=== TASK ===
Lines to return, exactly: from the line with "the normalization factor." to the line with "fn transform(&self, counts: ArrayView2<'_, f64>)" in the entries below, both included.

SUPPLIED INFORMATION Start Marker

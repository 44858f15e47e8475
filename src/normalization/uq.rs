//! Upper quartile (UQ).
//!
//! A small fraction of genes that are extremely overexpressed in some samples inflates their
//! library sizes, making every other gene look undersampled. The upper quartile factor uses
//! the 75th percentile of counts instead of the total as a sample's scaling basis. See
//! "[Evaluation of statistical methods for normalization and differential expression in
//! mRNA-Seq experiments](https://doi.org/10.1186/1471-2105-11-94)" (2010) by Bullard et al.
//!
//! Factors match edgeR's `calcNormFactors(method = "upperquartile")`.

use ndarray::{Array1, Array2, ArrayView2};
use tracing::debug;

use super::{
    geometric_mean, library_size, quantile, remove_zero_genes, scale_by_effective_library_size,
    validate, validate_gene_count, Error, Fit, Transform,
};

const UPPER_QUARTILE: f64 = 0.75;

#[derive(Debug)]
struct State {
    gene_count: usize,
    geometric_mean: f64,
}

/// Upper quartile normalization.
///
/// The transformed values are counts per million using the effective library size, i.e., the
/// library size multiplied by the normalization factor.
#[derive(Debug, Default)]
pub struct Uq {
    state: Option<State>,
}

impl Uq {
    pub fn new() -> Self {
        Self::default()
    }

    /// Returns the geometric mean of the unscaled factors of the fitted samples.
    pub fn geometric_mean(&self) -> Option<f64> {
        self.state.as_ref().map(|state| state.geometric_mean)
    }

    fn state(&self) -> Result<&State, Error> {
        self.state.as_ref().ok_or(Error::NotFitted)
    }
}

impl Fit for Uq {
    fn fit(&mut self, counts: ArrayView2<'_, f64>) -> Result<&mut Self, Error> {
        self.state = None;

        validate(counts)?;

        let factors = calculate_unscaled_factors(counts);
        let geometric_mean = geometric_mean(factors.view());
        debug!(geometric_mean, "fit upper quartile factors");

        self.state = Some(State {
            gene_count: counts.ncols(),
            geometric_mean,
        });

        Ok(self)
    }
}

impl Transform for Uq {
    fn norm_factors(&self, counts: ArrayView2<'_, f64>) -> Result<Array1<f64>, Error> {
        let state = self.state()?;
        validate_gene_count(counts, state.gene_count)?;
        Ok(calculate_unscaled_factors(counts) / state.geometric_mean)
    }

    fn transform(&self, counts: ArrayView2<'_, f64>) -> Result<Array2<f64>, Error> {
        let factors = self.norm_factors(counts)?;
        Ok(scale_by_effective_library_size(counts, factors.view()))
    }
}

// A sample with no counts has a 0 / 0 factor, which is left as NaN.
fn calculate_unscaled_factors(counts: ArrayView2<'_, f64>) -> Array1<f64> {
    let counts = remove_zero_genes(counts);
    let library_sizes = library_size(counts.view());

    counts
        .rows()
        .into_iter()
        .zip(&library_sizes)
        .map(|(row, &library_size)| quantile(row, UPPER_QUARTILE) / library_size)
        .collect()
}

SUPPLIED INFORMATION End Marker

=== ANSWER TO THE EXERCISE ===
/// library size multiplied by the normalization factor.
#[derive(Debug, Default)]
pub struct Uq {
    state: Option<State>,
}

impl Uq {
    pub fn new() -> Self {
        Self::default()
    }

    /// Returns the geometric mean of the unscaled factors of the fitted samples.
    pub fn geometric_mean(&self) -> Option<f64> {
        self.state.as_ref().map(|state| state.geometric_mean)
    }

    fn state(&self) -> Result<&State, Error> {
        self.state.as_ref().ok_or(Error::NotFitted)
    }
}

impl Fit for Uq {
    fn fit(&mut self, counts: ArrayView2<'_, f64>) -> Result<&mut Self, Error> {
        self.state = None;

        validate(counts)?;

        let factors = calculate_unscaled_factors(counts);
        let geometric_mean = geometric_mean(factors.view());
        debug!(geometric_mean, "fit upper quartile factors");

        self.state = Some(State {
            gene_count: counts.ncols(),
            geometric_mean,
        });

        Ok(self)
    }
}

impl Transform for Uq {
    fn norm_factors(&self, counts: ArrayView2<'_, f64>) -> Result<Array1<f64>, Error> {
        let state = self.state()?;
        validate_gene_count(counts, state.gene_count)?;
        Ok(calculate_unscaled_factors(counts) / state.geometric_mean)
    }

    fn transform(&self, counts: ArrayView2<'_, f64>) -> Result<Array2<f64>, Error> {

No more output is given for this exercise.